TASK DIRECTIONS: Only the number should be given: how many lines below contain "HttpServer".

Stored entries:
· · ·
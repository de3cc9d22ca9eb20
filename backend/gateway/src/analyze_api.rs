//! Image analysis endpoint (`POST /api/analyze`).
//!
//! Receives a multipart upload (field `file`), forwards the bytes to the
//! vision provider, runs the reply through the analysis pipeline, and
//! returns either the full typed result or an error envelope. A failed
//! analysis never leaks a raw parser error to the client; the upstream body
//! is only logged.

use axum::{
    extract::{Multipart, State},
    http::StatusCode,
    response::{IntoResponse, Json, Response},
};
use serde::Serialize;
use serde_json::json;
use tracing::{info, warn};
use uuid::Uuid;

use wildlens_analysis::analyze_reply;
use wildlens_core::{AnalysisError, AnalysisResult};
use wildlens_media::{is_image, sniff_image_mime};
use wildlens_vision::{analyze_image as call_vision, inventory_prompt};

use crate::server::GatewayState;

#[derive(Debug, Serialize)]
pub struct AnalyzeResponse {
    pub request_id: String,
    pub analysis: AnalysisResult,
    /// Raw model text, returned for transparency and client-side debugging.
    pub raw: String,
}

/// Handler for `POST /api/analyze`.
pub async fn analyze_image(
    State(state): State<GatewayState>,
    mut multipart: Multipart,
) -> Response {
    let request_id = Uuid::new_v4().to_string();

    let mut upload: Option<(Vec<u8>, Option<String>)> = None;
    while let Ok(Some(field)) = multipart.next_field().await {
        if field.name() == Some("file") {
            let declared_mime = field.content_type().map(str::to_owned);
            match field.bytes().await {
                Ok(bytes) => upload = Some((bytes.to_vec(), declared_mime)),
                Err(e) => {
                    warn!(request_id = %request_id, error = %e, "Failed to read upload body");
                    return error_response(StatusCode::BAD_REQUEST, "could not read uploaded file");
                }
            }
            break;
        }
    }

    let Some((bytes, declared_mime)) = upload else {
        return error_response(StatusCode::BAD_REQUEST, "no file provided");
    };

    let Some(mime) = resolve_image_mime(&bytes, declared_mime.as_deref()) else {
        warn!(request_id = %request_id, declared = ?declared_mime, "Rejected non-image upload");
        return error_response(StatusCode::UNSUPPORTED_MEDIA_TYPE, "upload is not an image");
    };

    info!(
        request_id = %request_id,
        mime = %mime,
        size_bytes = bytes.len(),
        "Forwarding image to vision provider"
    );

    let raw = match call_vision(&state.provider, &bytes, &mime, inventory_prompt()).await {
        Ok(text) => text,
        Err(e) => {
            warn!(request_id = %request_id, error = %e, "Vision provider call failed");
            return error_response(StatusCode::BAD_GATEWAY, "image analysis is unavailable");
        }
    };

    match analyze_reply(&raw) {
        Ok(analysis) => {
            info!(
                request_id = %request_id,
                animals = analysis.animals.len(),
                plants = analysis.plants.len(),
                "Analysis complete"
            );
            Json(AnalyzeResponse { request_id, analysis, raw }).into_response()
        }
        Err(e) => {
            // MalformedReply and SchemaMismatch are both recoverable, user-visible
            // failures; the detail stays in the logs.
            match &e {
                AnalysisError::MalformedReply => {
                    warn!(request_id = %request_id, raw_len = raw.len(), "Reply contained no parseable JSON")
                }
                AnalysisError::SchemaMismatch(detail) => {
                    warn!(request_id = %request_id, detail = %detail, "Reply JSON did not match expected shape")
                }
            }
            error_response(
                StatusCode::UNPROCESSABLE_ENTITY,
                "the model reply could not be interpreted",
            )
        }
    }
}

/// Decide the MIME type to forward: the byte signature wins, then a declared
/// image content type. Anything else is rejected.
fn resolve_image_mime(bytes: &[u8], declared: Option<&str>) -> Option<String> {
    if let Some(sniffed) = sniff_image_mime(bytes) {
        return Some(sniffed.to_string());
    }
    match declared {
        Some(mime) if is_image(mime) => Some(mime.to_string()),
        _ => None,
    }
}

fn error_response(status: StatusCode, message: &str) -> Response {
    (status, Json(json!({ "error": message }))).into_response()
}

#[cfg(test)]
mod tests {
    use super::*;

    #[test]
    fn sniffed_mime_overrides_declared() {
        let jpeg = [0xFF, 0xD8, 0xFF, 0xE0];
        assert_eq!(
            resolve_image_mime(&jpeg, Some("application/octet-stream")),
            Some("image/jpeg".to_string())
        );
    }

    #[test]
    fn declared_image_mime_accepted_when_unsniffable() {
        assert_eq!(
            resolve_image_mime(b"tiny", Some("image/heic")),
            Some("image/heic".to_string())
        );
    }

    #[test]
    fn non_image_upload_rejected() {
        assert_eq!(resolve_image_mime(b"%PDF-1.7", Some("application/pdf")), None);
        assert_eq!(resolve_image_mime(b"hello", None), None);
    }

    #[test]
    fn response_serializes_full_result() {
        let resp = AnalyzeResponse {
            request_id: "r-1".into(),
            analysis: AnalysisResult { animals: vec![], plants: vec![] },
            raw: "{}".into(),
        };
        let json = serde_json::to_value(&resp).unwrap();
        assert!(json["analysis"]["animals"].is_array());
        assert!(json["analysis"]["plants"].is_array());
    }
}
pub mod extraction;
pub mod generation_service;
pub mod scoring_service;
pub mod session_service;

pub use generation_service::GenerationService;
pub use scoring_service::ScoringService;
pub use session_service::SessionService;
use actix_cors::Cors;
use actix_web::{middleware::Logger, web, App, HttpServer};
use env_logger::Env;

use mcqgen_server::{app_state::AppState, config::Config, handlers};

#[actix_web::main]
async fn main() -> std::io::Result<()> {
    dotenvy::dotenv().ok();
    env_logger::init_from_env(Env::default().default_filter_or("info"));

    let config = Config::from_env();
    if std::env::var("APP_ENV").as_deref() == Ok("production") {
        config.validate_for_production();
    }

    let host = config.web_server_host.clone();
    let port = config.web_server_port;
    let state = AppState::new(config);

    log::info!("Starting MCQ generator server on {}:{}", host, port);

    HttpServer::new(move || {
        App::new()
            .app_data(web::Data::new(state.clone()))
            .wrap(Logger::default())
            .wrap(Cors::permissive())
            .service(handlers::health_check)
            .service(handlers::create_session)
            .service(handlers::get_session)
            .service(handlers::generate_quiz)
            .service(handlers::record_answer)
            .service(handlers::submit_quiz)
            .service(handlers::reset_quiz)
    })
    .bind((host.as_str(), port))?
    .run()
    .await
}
· · ·
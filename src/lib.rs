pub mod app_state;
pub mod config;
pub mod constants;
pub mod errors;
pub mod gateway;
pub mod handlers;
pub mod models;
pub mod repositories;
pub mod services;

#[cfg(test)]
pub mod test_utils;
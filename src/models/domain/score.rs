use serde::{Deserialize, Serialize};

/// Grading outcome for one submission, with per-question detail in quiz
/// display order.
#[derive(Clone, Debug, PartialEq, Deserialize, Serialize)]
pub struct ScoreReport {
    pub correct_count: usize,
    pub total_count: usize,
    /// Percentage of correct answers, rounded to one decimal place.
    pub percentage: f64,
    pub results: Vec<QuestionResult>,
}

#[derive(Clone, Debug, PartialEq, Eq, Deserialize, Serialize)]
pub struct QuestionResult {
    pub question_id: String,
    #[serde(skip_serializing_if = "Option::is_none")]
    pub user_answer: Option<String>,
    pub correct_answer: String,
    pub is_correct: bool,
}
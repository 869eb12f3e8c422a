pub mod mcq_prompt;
· · ·
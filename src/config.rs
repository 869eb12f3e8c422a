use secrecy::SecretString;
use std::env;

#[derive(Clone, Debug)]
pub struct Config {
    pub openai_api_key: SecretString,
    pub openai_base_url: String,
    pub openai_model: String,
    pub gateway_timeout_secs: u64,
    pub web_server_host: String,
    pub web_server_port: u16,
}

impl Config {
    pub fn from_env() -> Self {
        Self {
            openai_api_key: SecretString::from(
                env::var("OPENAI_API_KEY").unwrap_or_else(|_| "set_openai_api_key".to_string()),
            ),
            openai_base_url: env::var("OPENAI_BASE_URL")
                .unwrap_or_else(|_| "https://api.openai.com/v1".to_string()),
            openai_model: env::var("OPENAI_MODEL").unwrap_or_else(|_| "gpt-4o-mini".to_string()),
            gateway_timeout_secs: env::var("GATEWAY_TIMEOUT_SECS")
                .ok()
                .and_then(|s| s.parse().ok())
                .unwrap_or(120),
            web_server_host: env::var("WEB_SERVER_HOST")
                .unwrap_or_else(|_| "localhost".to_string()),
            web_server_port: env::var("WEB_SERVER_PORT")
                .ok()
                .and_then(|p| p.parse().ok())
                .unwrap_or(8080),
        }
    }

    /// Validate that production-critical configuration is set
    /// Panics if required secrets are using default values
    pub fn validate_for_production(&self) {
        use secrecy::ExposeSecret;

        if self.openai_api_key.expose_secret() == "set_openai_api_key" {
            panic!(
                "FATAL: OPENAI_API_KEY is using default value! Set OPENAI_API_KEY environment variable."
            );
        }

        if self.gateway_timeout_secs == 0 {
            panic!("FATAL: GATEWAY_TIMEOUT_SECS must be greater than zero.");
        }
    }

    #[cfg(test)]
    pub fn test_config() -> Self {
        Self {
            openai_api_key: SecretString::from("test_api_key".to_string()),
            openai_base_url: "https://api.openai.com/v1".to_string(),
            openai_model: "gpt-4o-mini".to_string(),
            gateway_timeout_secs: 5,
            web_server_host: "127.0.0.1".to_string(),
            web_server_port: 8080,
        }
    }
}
· · ·
TASK RESPONSE: 2